Supplied data section start

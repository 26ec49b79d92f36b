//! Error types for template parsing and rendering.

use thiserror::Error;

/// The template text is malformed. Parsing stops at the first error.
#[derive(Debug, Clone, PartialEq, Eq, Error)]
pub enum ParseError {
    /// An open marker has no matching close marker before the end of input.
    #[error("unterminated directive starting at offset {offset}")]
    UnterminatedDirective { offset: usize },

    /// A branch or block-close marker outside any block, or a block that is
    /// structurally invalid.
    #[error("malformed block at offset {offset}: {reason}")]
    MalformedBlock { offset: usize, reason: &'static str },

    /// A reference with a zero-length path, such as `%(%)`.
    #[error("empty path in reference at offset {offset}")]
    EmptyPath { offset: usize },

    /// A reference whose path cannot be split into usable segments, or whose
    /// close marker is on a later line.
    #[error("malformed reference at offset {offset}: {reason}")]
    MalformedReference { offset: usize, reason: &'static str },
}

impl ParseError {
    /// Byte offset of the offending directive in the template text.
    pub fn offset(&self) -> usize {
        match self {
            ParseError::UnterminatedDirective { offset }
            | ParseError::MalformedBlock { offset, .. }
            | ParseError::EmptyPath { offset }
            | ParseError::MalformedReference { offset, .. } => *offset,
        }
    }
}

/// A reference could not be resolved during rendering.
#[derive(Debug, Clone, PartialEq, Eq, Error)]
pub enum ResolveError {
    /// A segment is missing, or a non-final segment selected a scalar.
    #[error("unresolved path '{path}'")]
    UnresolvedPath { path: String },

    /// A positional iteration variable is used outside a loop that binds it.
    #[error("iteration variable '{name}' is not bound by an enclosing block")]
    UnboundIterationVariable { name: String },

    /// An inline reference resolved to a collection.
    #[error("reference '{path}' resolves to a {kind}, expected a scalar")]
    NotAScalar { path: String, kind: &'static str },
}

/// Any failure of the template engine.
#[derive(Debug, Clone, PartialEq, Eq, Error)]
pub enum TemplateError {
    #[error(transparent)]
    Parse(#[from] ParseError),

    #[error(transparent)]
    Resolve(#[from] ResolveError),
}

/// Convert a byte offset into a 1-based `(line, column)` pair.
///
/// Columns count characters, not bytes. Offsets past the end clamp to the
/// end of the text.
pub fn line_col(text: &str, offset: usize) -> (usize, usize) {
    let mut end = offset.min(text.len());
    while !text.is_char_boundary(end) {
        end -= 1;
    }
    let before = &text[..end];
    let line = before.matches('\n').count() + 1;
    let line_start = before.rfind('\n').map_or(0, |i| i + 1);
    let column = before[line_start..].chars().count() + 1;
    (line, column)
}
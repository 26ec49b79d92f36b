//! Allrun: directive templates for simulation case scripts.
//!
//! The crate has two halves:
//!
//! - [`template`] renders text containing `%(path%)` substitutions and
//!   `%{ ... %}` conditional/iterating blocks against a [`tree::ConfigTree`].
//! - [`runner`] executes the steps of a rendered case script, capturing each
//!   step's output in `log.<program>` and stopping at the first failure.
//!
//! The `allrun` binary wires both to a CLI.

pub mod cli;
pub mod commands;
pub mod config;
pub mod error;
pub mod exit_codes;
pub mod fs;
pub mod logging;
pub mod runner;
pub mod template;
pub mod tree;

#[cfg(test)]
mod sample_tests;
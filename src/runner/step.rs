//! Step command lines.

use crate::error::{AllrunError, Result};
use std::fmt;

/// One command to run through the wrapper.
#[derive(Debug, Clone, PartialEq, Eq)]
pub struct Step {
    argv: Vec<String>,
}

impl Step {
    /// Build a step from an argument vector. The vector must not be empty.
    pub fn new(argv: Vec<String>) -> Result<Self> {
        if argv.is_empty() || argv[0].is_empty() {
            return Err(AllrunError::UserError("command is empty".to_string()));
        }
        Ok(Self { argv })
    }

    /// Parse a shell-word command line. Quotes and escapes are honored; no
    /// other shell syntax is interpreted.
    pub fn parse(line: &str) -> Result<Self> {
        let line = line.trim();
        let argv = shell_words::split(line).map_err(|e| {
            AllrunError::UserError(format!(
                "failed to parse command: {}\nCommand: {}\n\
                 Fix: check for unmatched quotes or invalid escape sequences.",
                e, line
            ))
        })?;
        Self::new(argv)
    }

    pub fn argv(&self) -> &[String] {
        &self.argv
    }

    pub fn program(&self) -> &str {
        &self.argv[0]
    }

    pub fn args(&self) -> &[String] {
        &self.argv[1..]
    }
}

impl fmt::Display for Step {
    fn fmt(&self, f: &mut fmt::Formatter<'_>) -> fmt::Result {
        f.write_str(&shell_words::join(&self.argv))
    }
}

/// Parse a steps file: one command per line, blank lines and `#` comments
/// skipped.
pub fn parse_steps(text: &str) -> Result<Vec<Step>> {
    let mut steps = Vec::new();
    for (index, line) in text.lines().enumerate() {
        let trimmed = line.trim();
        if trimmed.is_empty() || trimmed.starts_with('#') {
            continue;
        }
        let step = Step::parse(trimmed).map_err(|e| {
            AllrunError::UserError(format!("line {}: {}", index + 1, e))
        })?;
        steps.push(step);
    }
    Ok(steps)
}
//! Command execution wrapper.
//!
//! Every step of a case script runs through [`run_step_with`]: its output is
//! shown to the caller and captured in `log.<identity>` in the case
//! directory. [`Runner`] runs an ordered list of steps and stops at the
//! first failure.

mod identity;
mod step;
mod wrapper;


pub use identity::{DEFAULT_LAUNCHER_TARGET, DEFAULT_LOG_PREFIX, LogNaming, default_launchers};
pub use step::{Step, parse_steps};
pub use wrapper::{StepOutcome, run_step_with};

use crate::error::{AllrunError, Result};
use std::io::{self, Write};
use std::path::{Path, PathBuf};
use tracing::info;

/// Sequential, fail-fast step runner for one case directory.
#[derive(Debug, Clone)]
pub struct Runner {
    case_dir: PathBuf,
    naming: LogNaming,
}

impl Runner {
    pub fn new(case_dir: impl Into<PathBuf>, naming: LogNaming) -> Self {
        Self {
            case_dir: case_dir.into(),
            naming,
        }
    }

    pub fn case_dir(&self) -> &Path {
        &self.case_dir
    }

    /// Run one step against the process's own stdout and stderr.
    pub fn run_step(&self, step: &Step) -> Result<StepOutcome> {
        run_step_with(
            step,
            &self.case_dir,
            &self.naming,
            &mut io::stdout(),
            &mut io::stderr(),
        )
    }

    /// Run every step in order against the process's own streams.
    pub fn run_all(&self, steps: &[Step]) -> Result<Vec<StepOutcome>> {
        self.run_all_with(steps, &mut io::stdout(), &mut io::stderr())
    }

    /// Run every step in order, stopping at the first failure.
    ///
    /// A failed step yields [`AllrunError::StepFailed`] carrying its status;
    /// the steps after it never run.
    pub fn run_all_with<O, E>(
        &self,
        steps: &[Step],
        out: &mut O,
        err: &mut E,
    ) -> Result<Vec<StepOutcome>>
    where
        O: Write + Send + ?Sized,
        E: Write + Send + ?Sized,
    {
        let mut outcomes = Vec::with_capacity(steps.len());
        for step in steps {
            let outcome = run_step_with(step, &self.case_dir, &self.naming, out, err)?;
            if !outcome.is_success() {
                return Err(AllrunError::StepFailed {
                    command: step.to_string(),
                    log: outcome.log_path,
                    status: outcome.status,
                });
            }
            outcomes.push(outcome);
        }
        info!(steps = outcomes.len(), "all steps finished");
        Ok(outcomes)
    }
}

Supplied data section end

• [Assignment] Each line in the data that holds the string "status" should be found and copied.

• [Answer below]
    /// A failed step yields [`AllrunError::StepFailed`] carrying its status;
                    status: outcome.status,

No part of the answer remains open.